Los rezongos de los concesionarios por las dificultades para la administración se encadenan desde aquellos días. Tarde habrán advertido que alguna razón indujo a otros inversores con más espaldas que ellos a abstenerse de competir por el negocio. Las deficiencias energéticas, argumento con el que insisten cada vez que amenazan con la retirada, son solo una parte del problema logístico. Ninguna de las tres comunas que se peleaban por el “hito” recolecta los residuos; no hay estaciones de servicio cerca, ni aprovisionamiento de gas. Tampoco se encuentra la “Polo Giménez” en ruta cómoda para proveedores de insumos, sino más bien a trasmano, ni hay nada para hacer aparte de contemplar el paisaje, que ciertamente es espectacular pero alcanza con un rato para apreciarlo. En fin, lo dicho: un clavo remachado con el que solo se gana para reniegos.

Como el Estadio Bicentenario, la “Polo Giménez” es una secuela de la “broncitis” que aquejaba al Gobierno anterior, beneficiado por ingresos sin precedentes en la historia provincial que se empecinó en direccionar hacia obras faraónicas a las que atribuía características épicas, mientras la infraestructura básica colapsaba por falta de inversión.
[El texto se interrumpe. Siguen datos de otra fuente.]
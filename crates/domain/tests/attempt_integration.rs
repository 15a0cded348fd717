//! Integration tests for the checkout attempt aggregate.
//!
//! These tests verify the full attempt lifecycle including event
//! persistence, aggregate reconstruction, and concurrency handling.

use common::AggregateId;
use domain::{
    AddressForm, Aggregate, AttemptService, BeginPayment, BeginVerification, BuyerId, CartLine,
    CheckoutStep, ConfirmAddress, DomainError, Money, OpenGateway, PaymentPhase,
    RecordGatewayFailure, RecordOrderPlaced, RejectVerification, ReturnToAddress, SettlePayment,
    ShippingAddress, ShippingPolicy, StartAttempt, price_cart,
};
use event_store::{AppendOptions, EventEnvelope, EventStore, InMemoryEventStore, Version};

fn create_service() -> AttemptService<InMemoryEventStore> {
    AttemptService::new(InMemoryEventStore::new())
}

fn validated_address() -> ShippingAddress {
    let mut form = AddressForm::new();
    form.set_full_name("Asha Gond");
    form.set_phone("9876543210");
    form.set_address_line("12 Forest Lane");
    form.set_city("Bhopal");
    form.set_pincode("462001");
    form.validate().unwrap()
}

fn confirm_cmd(attempt_id: AggregateId, rupees: i64) -> ConfirmAddress {
    let lines = vec![CartLine::new(
        "CRAFT-001",
        "Warli painting",
        1,
        Money::from_rupees(rupees),
    )];
    let summary = price_cart(&lines, &ShippingPolicy::default());
    ConfirmAddress::new(attempt_id, validated_address(), summary, lines.len())
}

mod attempt_lifecycle {
    use super::*;

    #[tokio::test]
    async fn settled_attempt_end_to_end() {
        let service = create_service();

        let cmd = StartAttempt::for_buyer(BuyerId::new());
        let attempt_id = cmd.attempt_id;
        let result = service.start(cmd).await.unwrap();
        assert_eq!(result.new_version, Version::first());

        let result = service
            .confirm_address(confirm_cmd(attempt_id, 1200))
            .await
            .unwrap();
        assert_eq!(result.aggregate.step(), CheckoutStep::Payment);
        assert!(result.aggregate.summary().unwrap().is_free_shipping());

        service
            .begin_payment(BeginPayment::new(attempt_id))
            .await
            .unwrap();
        service
            .open_gateway(OpenGateway::new(
                attempt_id,
                "order_0001",
                Money::from_rupees(1200),
                "INR",
            ))
            .await
            .unwrap();
        service
            .begin_verification(BeginVerification::new(attempt_id, "order_0001", "pay_0001"))
            .await
            .unwrap();
        service
            .settle(SettlePayment::new(attempt_id, "pay_0001"))
            .await
            .unwrap();
        service
            .record_order_placed(RecordOrderPlaced::new(attempt_id, "ORD-0001"))
            .await
            .unwrap();

        // Reconstructed state matches the full history
        let attempt = service.get_attempt(attempt_id).await.unwrap().unwrap();
        assert_eq!(attempt.phase(), PaymentPhase::Settled);
        assert_eq!(attempt.order_ref(), Some("ORD-0001"));
        assert_eq!(attempt.version(), Version::new(7));
    }

    #[tokio::test]
    async fn failed_gateway_then_successful_retry() {
        let service = create_service();
        let cmd = StartAttempt::for_buyer(BuyerId::new());
        let attempt_id = cmd.attempt_id;
        service.start(cmd).await.unwrap();
        service
            .confirm_address(confirm_cmd(attempt_id, 500))
            .await
            .unwrap();

        // First try: card declined at the gateway
        service
            .begin_payment(BeginPayment::new(attempt_id))
            .await
            .unwrap();
        service
            .open_gateway(OpenGateway::new(
                attempt_id,
                "order_0001",
                Money::from_rupees(550),
                "INR",
            ))
            .await
            .unwrap();
        let result = service
            .record_gateway_failure(RecordGatewayFailure::new(
                attempt_id,
                "card declined",
                Some("order_0001".to_string()),
                Some("pay_0001".to_string()),
            ))
            .await
            .unwrap();
        assert_eq!(result.aggregate.phase(), PaymentPhase::Idle);
        assert!(!result.aggregate.processing_payment());

        // Retry: fresh intent, same frozen address
        service
            .begin_payment(BeginPayment::new(attempt_id))
            .await
            .unwrap();
        service
            .open_gateway(OpenGateway::new(
                attempt_id,
                "order_0002",
                Money::from_rupees(550),
                "INR",
            ))
            .await
            .unwrap();
        service
            .begin_verification(BeginVerification::new(attempt_id, "order_0002", "pay_0002"))
            .await
            .unwrap();
        let result = service
            .settle(SettlePayment::new(attempt_id, "pay_0002"))
            .await
            .unwrap();

        assert!(result.aggregate.is_settled());
        assert_eq!(result.aggregate.address().unwrap().pincode, "462001");
    }

    #[tokio::test]
    async fn verification_rejection_blocks_further_payment() {
        let service = create_service();
        let cmd = StartAttempt::for_buyer(BuyerId::new());
        let attempt_id = cmd.attempt_id;
        service.start(cmd).await.unwrap();
        service
            .confirm_address(confirm_cmd(attempt_id, 800))
            .await
            .unwrap();
        service
            .begin_payment(BeginPayment::new(attempt_id))
            .await
            .unwrap();
        service
            .open_gateway(OpenGateway::new(
                attempt_id,
                "order_0001",
                Money::from_rupees(850),
                "INR",
            ))
            .await
            .unwrap();
        service
            .begin_verification(BeginVerification::new(attempt_id, "order_0001", "pay_0001"))
            .await
            .unwrap();
        service
            .reject_verification(RejectVerification::new(attempt_id, "invalid signature"))
            .await
            .unwrap();

        let attempt = service.get_attempt(attempt_id).await.unwrap().unwrap();
        assert_eq!(attempt.phase(), PaymentPhase::VerifyFailed);

        // A verify-failed attempt cannot start another payment
        let result = service.begin_payment(BeginPayment::new(attempt_id)).await;
        assert!(matches!(result, Err(DomainError::Attempt(_))));
    }

    #[tokio::test]
    async fn back_and_forth_keeps_wizard_consistent() {
        let service = create_service();
        let cmd = StartAttempt::for_buyer(BuyerId::new());
        let attempt_id = cmd.attempt_id;
        service.start(cmd).await.unwrap();
        service
            .confirm_address(confirm_cmd(attempt_id, 300))
            .await
            .unwrap();

        let result = service
            .return_to_address(ReturnToAddress::new(attempt_id))
            .await
            .unwrap();
        assert_eq!(result.aggregate.step(), CheckoutStep::Address);
        assert!(result.aggregate.address().is_some());
    }
}

mod concurrency {
    use super::*;

    #[tokio::test]
    async fn stale_writer_gets_concurrency_conflict() {
        let store = InMemoryEventStore::new();
        let service = AttemptService::new(store.clone());

        let cmd = StartAttempt::for_buyer(BuyerId::new());
        let attempt_id = cmd.attempt_id;
        service.start(cmd).await.unwrap();

        // A writer with a stale version loses
        let stale = EventEnvelope::builder()
            .aggregate_id(attempt_id)
            .aggregate_type("CheckoutAttempt")
            .event_type("PaymentInitiated")
            .version(Version::first())
            .payload_raw(serde_json::json!({"initiated_at": "2024-01-01T00:00:00Z"}))
            .build();

        let result = store
            .append(vec![stale], AppendOptions::expect_version(Version::initial()))
            .await;
        assert!(result.is_err());
    }

    #[tokio::test]
    async fn event_stream_is_ordered_by_version() {
        let store = InMemoryEventStore::new();
        let service = AttemptService::new(store.clone());

        let cmd = StartAttempt::for_buyer(BuyerId::new());
        let attempt_id = cmd.attempt_id;
        service.start(cmd).await.unwrap();
        service
            .confirm_address(confirm_cmd(attempt_id, 700))
            .await
            .unwrap();
        service
            .begin_payment(BeginPayment::new(attempt_id))
            .await
            .unwrap();

        let events = store.get_events_for_aggregate(attempt_id).await.unwrap();
        let types: Vec<&str> = events.iter().map(|e| e.event_type.as_str()).collect();
        assert_eq!(
            types,
            vec!["AttemptStarted", "AddressConfirmed", "PaymentInitiated"]
        );
    }
}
Cuando se anunció la decisión de hacer la hostería del Portezuelo, no faltaron quienes señalaron que ya había varias hosterías provinciales, la mayoría abandonadas, y que los millones destinados a satisfacer las ocurrencias de la gestión brizuelista estarían mejor empleados en otros campos más críticos de la realidad provincial, como el de la energía, el agua potable o las cloacas. Pero el virus de la “broncitis” es de una cepa inmune a la sensatez.